Activity
In the data below, which lines hold "skipped"? Copy every one.

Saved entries
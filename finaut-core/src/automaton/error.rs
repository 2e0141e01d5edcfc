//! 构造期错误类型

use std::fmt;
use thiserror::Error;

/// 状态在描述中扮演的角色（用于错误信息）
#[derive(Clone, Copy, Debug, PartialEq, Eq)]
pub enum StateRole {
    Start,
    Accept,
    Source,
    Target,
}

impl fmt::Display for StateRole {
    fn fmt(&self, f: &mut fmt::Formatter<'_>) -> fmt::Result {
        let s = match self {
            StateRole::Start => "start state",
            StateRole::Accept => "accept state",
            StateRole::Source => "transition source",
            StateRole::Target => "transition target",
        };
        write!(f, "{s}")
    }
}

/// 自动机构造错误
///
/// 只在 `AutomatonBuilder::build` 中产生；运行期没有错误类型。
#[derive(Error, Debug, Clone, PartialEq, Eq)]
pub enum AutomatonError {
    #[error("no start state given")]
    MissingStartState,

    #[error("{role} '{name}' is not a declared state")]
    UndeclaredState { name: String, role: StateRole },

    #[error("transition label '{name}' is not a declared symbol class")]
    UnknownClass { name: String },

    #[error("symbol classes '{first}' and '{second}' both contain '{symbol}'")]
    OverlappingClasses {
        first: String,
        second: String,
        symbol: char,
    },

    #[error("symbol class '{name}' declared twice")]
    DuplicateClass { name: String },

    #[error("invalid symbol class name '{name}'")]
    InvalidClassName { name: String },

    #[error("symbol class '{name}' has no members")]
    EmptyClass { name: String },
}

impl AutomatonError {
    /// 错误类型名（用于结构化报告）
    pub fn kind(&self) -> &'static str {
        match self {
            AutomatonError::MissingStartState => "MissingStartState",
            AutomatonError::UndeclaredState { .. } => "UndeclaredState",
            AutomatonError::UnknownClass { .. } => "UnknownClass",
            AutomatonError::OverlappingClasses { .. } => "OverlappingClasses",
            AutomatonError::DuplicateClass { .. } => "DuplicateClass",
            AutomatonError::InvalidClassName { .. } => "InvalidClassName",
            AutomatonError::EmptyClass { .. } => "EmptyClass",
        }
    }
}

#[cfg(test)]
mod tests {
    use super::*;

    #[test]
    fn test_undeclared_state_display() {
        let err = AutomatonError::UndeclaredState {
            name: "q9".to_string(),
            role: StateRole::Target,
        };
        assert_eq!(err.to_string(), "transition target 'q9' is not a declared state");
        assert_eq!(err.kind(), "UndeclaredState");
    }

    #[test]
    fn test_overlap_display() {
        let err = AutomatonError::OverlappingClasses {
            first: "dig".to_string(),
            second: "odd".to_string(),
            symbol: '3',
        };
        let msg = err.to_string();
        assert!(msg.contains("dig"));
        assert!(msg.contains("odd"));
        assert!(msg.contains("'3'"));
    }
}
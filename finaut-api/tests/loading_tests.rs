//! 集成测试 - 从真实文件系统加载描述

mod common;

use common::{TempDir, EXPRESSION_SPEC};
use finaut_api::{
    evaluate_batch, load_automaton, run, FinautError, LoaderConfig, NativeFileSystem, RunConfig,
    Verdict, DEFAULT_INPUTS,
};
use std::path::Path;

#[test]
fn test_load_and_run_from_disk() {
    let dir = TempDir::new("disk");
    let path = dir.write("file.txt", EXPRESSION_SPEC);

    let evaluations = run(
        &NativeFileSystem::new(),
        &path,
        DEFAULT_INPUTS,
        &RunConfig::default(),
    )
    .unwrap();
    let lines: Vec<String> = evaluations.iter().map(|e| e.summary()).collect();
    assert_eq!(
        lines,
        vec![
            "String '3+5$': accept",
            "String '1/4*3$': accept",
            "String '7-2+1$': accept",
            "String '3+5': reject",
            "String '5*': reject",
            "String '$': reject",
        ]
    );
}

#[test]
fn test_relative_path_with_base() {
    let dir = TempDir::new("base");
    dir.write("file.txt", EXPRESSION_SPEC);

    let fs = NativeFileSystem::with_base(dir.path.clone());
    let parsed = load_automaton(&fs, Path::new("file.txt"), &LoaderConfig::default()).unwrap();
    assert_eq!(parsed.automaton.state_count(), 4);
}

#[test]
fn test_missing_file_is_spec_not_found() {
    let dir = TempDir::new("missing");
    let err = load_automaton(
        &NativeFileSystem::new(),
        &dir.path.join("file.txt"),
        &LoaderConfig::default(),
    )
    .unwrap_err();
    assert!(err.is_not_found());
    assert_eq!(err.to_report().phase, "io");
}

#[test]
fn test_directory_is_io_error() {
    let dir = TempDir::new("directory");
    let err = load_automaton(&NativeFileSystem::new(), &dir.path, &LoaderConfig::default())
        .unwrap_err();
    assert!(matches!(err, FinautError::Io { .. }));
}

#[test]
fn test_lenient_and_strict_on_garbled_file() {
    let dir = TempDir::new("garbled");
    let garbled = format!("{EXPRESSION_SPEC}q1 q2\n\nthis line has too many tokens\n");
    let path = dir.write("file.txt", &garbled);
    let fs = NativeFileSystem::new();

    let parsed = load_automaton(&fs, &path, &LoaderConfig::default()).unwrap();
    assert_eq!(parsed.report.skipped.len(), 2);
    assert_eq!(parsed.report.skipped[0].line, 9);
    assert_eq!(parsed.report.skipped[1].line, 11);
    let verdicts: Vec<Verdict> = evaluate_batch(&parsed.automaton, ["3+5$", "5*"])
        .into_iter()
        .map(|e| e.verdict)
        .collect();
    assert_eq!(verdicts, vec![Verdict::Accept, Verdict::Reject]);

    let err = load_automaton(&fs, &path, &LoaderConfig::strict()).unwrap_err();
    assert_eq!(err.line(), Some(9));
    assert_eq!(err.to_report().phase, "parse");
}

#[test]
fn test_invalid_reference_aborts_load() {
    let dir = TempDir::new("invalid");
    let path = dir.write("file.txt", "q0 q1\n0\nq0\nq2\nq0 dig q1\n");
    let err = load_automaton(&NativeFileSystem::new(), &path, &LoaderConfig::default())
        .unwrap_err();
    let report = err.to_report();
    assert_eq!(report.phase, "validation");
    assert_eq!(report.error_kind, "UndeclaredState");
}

Answer to this problem
    assert_eq!(parsed.report.skipped.len(), 2);
    assert_eq!(parsed.report.skipped[0].line, 9);
    assert_eq!(parsed.report.skipped[1].line, 11);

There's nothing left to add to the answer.